\(S_\infty\) twist
As for \(S_\infty\), but the surviving Sklyanin relations are twisted (commutators exchanged with anticommutators) and the signs in the two quadrics change. The twist trades the elliptic point scheme for 20 points and produces a single central quadric whose symbol is the smooth hyperbolic form \(\mathbb{P}^1 \times \mathbb{P}^1\).
- Relations
- \((x_1 x_2 - x_2 x_1) - α (x_3 x_4 - x_4 x_3)\)
- \((x_1 x_2 + x_2 x_1) - (x_3 x_4 + x_4 x_3)\)
- \((x_1 x_3 - x_3 x_1) - β (x_4 x_2 - x_2 x_4)\)
- \((x_1 x_3 + x_3 x_1) - (x_4 x_2 + x_2 x_4)\)

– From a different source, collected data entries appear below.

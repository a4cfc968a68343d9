//! Score traits shared by the scoring crate and the session.

use std::fmt::{Debug, Display};
use std::ops::{Add, Neg, Sub};

/// A totally ordered plan quality where a greater score is a better plan.
///
/// Scores are small `Copy` values; weights are combined with `+` and `-`,
/// and retracted with `-` or `Neg`.
pub trait Score:
    Copy
    + Debug
    + Display
    + Default
    + Send
    + Sync
    + Eq
    + Ord
    + Add<Output = Self>
    + Sub<Output = Self>
    + Neg<Output = Self>
    + 'static
{
    /// True when no hard constraint is broken.
    fn is_feasible(&self) -> bool;

    /// Identity for `+`.
    fn zero() -> Self;
}

/// A score with a textual form that round-trips through `Display`.
pub trait ParseableScore: Score {
    /// Parses text such as `"0hard/-100soft"`.
    fn parse(s: &str) -> Result<Self, ScoreParseError>;

    fn to_string_repr(&self) -> String {
        self.to_string()
    }
}

/// Rejected score text.
#[derive(Debug, Clone, PartialEq, Eq)]
pub struct ScoreParseError {
    pub message: String,
}

impl std::fmt::Display for ScoreParseError {
    fn fmt(&self, f: &mut std::fmt::Formatter<'_>) -> std::fmt::Result {
        write!(f, "invalid score: {}", self.message)
    }
}

impl std::error::Error for ScoreParseError {}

- \(-x_1^2 + x_2^2 + x_3^2 - x_4^2\)
- \(x_2^2 + ((1+α)/(1-β)) x_3^2 - ((1-α)/(1+γ)) x_4^2\)
- Parameters
- \(β, γ\) — With \(α = -(β + γ)/(1 + βγ)\); \(α, β, γ\) nonzero and not \(\pm 1\).
- Point scheme
- 20 points (dimension \(0\)).
- Centre
- \(\dim \operatorname{Z}(A)_2 = 1\); the central quadric is a smooth \(\mathbb{P}^1 \times \mathbb{P}^1\).
- Normal elements
- normal locus dimension \(-1\) (degree 1), \(0\) (degree 2).
- Hochschild cohomology
- \(\mathrm{HH}^\bullet_0(A)\) \(= (1, 1, 8, 17)\)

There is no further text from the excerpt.